• _Exercise_:
Retype exactly the stretch of lines that begins at the line containing "fn forward(&self, x: f64)" and ends at the last line of the data, with no other lines.

Dataset extract below:

use crate::core::interpolate::{RangeInterpolator, lerp, unlerp};
use crate::core::knots::{Knots, ScaleValue};
use crate::core::ticks::{self, DEFAULT_TICK_COUNT};
use crate::error::{ScaleError, ScaleResult};

/// Exponent used by [`PowerScale::sqrt`].
pub const SQRT_EXPONENT: f64 = 0.5;

type Positions = SmallVec<[f64; 4]>;

/// Continuous scale mapping `sign(x) * |x|^exponent` through piecewise-linear
/// domain/range knots.
///
/// Domain and range always hold the same number of knots (at least two).
/// Every setter validates its input completely before touching state, so a
/// rejected call leaves the scale unchanged. Values on an interior knot
/// resolve to the segment whose numerically lower bound is that knot.
#[derive(Debug, Clone, PartialEq)]
pub struct PowerScale {
    exponent: f64,
    domain: Knots,
    range: Knots,
    clamp: bool,
    round: bool,
    positions: Positions,
    powered: bool,
    transformed: Positions,
    interpolator: RangeInterpolator,
}

impl Default for PowerScale {
    fn default() -> Self {
        Self::new()
    }
}

impl PowerScale {
    /// Creates a linear (`exponent = 1`) scale over domain `[0, 1]` and range `[0, 1]`.
    #[must_use]
    pub fn new() -> Self {
        Self::with_exponent_unchecked(1.0)
    }

    /// Creates a square-root scale (`exponent = 0.5`).
    #[must_use]
    pub fn sqrt() -> Self {
        Self::with_exponent_unchecked(SQRT_EXPONENT)
    }

    /// Creates a default-domain scale with a custom exponent.
    pub fn with_exponent(exponent: f64) -> ScaleResult<Self> {
        validate_exponent(exponent)?;
        Ok(Self::with_exponent_unchecked(exponent))
    }

    fn with_exponent_unchecked(exponent: f64) -> Self {
        let domain = Knots::default();
        let range = Knots::default();
        let positions: Positions = SmallVec::from_slice(&[0.0, 1.0]);
        let transformed = transform_positions(&positions, exponent, true);
        let interpolator = RangeInterpolator::resolve(&range);
        Self {
            exponent,
            domain,
            range,
            clamp: false,
            round: false,
            positions,
            powered: true,
            transformed,
            interpolator,
        }
    }

    #[must_use]
    pub fn exponent(&self) -> f64 {
        self.exponent
    }

    #[must_use]
    pub fn domain(&self) -> &Knots {
        &self.domain
    }

    #[must_use]
    pub fn range(&self) -> &Knots {
        &self.range
    }

    #[must_use]
    pub fn clamp(&self) -> bool {
        self.clamp
    }

    /// Whether numeric outputs are rounded (set by [`PowerScale::set_range_round`]).
    #[must_use]
    pub fn is_round(&self) -> bool {
        self.round
    }

    /// First and last domain knots as numbers.
    #[must_use]
    pub fn domain_extent(&self) -> (f64, f64) {
        let last = self.positions.len() - 1;
        (self.positions[0], self.positions[last])
    }

    /// Independent copy of this scale; later mutation of either side is not shared.
    #[must_use]
    pub fn copy(&self) -> Self {
        self.clone()
    }

    /// Replaces the exponent; rejected when a domain knot would overflow under it.
    pub fn set_exponent(&mut self, exponent: f64) -> ScaleResult<&mut Self> {
        let transformed = validate_exponent(exponent)
            .and_then(|()| checked_transform(&self.positions, exponent, self.powered));
        let transformed = match transformed {
            Ok(transformed) => transformed,
            Err(err) => {
                warn!(error = %err, "rejected exponent");
                return Err(err);
            }
        };
        self.exponent = exponent;
        self.transformed = transformed;
        debug!(exponent, "set exponent");
        Ok(self)
    }

    pub fn set_clamp(&mut self, clamp: bool) -> &mut Self {
        self.clamp = clamp;
        self
    }

    /// Replaces the domain knots; the knot count must match the current range.
    pub fn set_domain<I, V>(&mut self, values: I) -> ScaleResult<&mut Self>
    where
        I: IntoIterator<Item = V>,
        V: Into<ScaleValue>,
    {
        let result = Knots::from_values(values)
            .and_then(|knots| ResolvedDomain::resolve(knots, self.exponent))
            .and_then(|domain| {
                ensure_same_len(domain.knots.len(), self.range.len())?;
                Ok(domain)
            });
        match result {
            Ok(domain) => {
                self.commit_domain(domain);
                Ok(self)
            }
            Err(err) => {
                warn!(error = %err, "rejected domain");
                Err(err)
            }
        }
    }

    /// Replaces the range knots and turns output rounding off.
    pub fn set_range<I, V>(&mut self, values: I) -> ScaleResult<&mut Self>
    where
        I: IntoIterator<Item = V>,
        V: Into<ScaleValue>,
    {
        self.replace_range(values, false)
    }

    /// Replaces the range knots and rounds numeric outputs to the nearest integer.
    pub fn set_range_round<I, V>(&mut self, values: I) -> ScaleResult<&mut Self>
    where
        I: IntoIterator<Item = V>,
        V: Into<ScaleValue>,
    {
        self.replace_range(values, true)
    }

    /// Replaces domain and range together, which is the only way to change the knot count.
    pub fn set_knots<D, DV, R, RV>(&mut self, domain: D, range: R) -> ScaleResult<&mut Self>
    where
        D: IntoIterator<Item = DV>,
        DV: Into<ScaleValue>,
        R: IntoIterator<Item = RV>,
        RV: Into<ScaleValue>,
    {
        let result = Knots::from_values(domain)
            .and_then(|knots| ResolvedDomain::resolve(knots, self.exponent))
            .and_then(|domain| {
                let range = Knots::from_values(range)?;
                ensure_same_len(domain.knots.len(), range.len())?;
                Ok((domain, range))
            });
        match result {
            Ok((domain, range)) => {
                self.commit_domain(domain);
                self.commit_range(range, self.round);
                Ok(self)
            }
            Err(err) => {
                warn!(error = %err, "rejected knots");
                Err(err)
            }
        }
    }

    fn replace_range<I, V>(&mut self, values: I, round: bool) -> ScaleResult<&mut Self>
    where
        I: IntoIterator<Item = V>,
        V: Into<ScaleValue>,
    {
        let result = Knots::from_values(values).and_then(|range| {
            ensure_same_len(self.domain.len(), range.len())?;
            Ok(range)
        });
        match result {
            Ok(range) => {
                self.commit_range(range, round);
                Ok(self)
            }
            Err(err) => {
                warn!(error = %err, round, "rejected range");
                Err(err)
            }
        }
    }

    fn commit_domain(&mut self, domain: ResolvedDomain) {
        self.transformed = domain.transformed;
        self.powered = domain.powered;
        self.positions = domain.positions;
        self.domain = domain.knots;
        debug!(
            knots = self.domain.len(),
            kind = self.domain.kind(),
            powered = self.powered,
            "set domain"
        );
    }

    fn commit_range(&mut self, range: Knots, round: bool) {
        self.interpolator = RangeInterpolator::resolve(&range);
        self.range = range;
        self.round = round;
        debug!(
            knots = self.range.len(),
            kind = self.range.kind(),
            interpolation = self.interpolator.kind(),
            round,
            "set range"
        );
    }

    /// Maps a domain value to the range.
    pub fn apply(&self, x: f64) -> ScaleResult<ScaleValue> {
        if !x.is_finite() {
            return Err(ScaleError::InvalidData("input must be finite".to_owned()));
        }
        let x = self.forward(x);
        if !x.is_finite() {
            return Err(ScaleError::InvalidData(
                "input overflows under the exponent".to_owned(),
            ));
        }
        let segment = locate_segment(&self.transformed, x);
        let t = self.segment_ratio(&self.transformed, segment, x);
        Ok(self.interpolator.interpolate(segment, t, self.round))
    }

    /// Maps a domain value to a numeric range.
    pub fn apply_number(&self, x: f64) -> ScaleResult<f64> {
        self.numeric_range()?;
        match self.apply(x)? {
            ScaleValue::Number(value) => Ok(value),
            other => Err(ScaleError::NonNumericRange { kind: other.kind() }),
        }
    }

    /// Maps many domain values to a numeric range, failing on the first bad input.
    pub fn apply_batch(&self, values: &[f64]) -> ScaleResult<Vec<f64>> {
        self.numeric_range()?;

        #[cfg(feature = "parallel-apply")]
        {
            values
                .par_iter()
                .map(|value| self.apply_number(*value))
                .collect()
        }

        #[cfg(not(feature = "parallel-apply"))]
        {
            values
                .iter()
                .map(|value| self.apply_number(*value))
                .collect()
        }
    }

    /// Maps a numeric range value back to the domain.
    pub fn invert(&self, y: f64) -> ScaleResult<f64> {
        let range = self.numeric_range()?;
        if !y.is_finite() {
            return Err(ScaleError::InvalidData("input must be finite".to_owned()));
        }
        if !is_monotonic(range) {
            return Err(ScaleError::InvalidRange(
                "invert needs a monotonic numeric range".to_owned(),
            ));
        }
        let segment = locate_segment(range, y);
        let t = self.segment_ratio(range, segment, y);
        let transformed = lerp(
            self.transformed[segment],
            self.transformed[segment + 1],
            t,
        );
        let x = self.backward(transformed);
        if !x.is_finite() {
            return Err(ScaleError::InvalidData(
                "inverted value overflows under the exponent".to_owned(),
            ));
        }
        Ok(x)
    }

    /// Round tick values across the domain extent, in domain direction.
    #[must_use]
    pub fn ticks(&self, count: usize) -> Vec<f64> {
        let (start, end) = self.domain_extent();
        ticks::ticks(start, end, count)
    }

    /// Extends the first and last domain knots to round values.
    ///
    /// A text domain becomes a number domain. `None` uses the default tick count.
    /// The domain stays unchanged when the widened knots overflow under the exponent.
    pub fn nice(&mut self, count: Option<usize>) -> &mut Self {
        let count = count.unwrap_or(DEFAULT_TICK_COUNT);
        let mut positions = self.positions.clone();
        ticks::nice_domain(&mut positions, count);
        let before = self.domain_extent();
        match ResolvedDomain::resolve(Knots::Number(positions.to_vec()), self.exponent) {
            Ok(domain) => self.commit_domain(domain),
            Err(err) => {
                warn!(error = %err, count, "rejected nice domain");
                return self;
            }
        }
        debug!(
            count,
            from_start = before.0,
            from_end = before.1,
            to_start = self.positions[0],
            to_end = self.positions[self.positions.len() - 1],
            "nice domain"
        );
        self
    }

    fn numeric_range(&self) -> ScaleResult<&[f64]> {
        self.range.as_numbers().ok_or(ScaleError::NonNumericRange {
            kind: self.range.kind(),
        })
    }

    fn segment_ratio(&self, knots: &[f64], segment: usize, value: f64) -> f64 {
        let t = unlerp(knots[segment], knots[segment + 1], value);
        if self.clamp { t.clamp(0.0, 1.0) } else { t }
    }

    fn forward(&self, x: f64) -> f64 {
        if self.powered {
            signed_pow(x, self.exponent)
        } else {
            x
        }
    }

    fn backward(&self, x: f64) -> f64 {
        if self.powered {
            signed_pow(x, 1.0 / self.exponent)
        } else {
            x
        }
    }
}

End of Dataset extract.

• _Solved exercise_:
    fn forward(&self, x: f64) -> f64 {
        if self.powered {
            signed_pow(x, self.exponent)
        } else {
            x
        }
    }

    fn backward(&self, x: f64) -> f64 {
        if self.powered {
            signed_pow(x, 1.0 / self.exponent)
        } else {
            x
        }
    }
}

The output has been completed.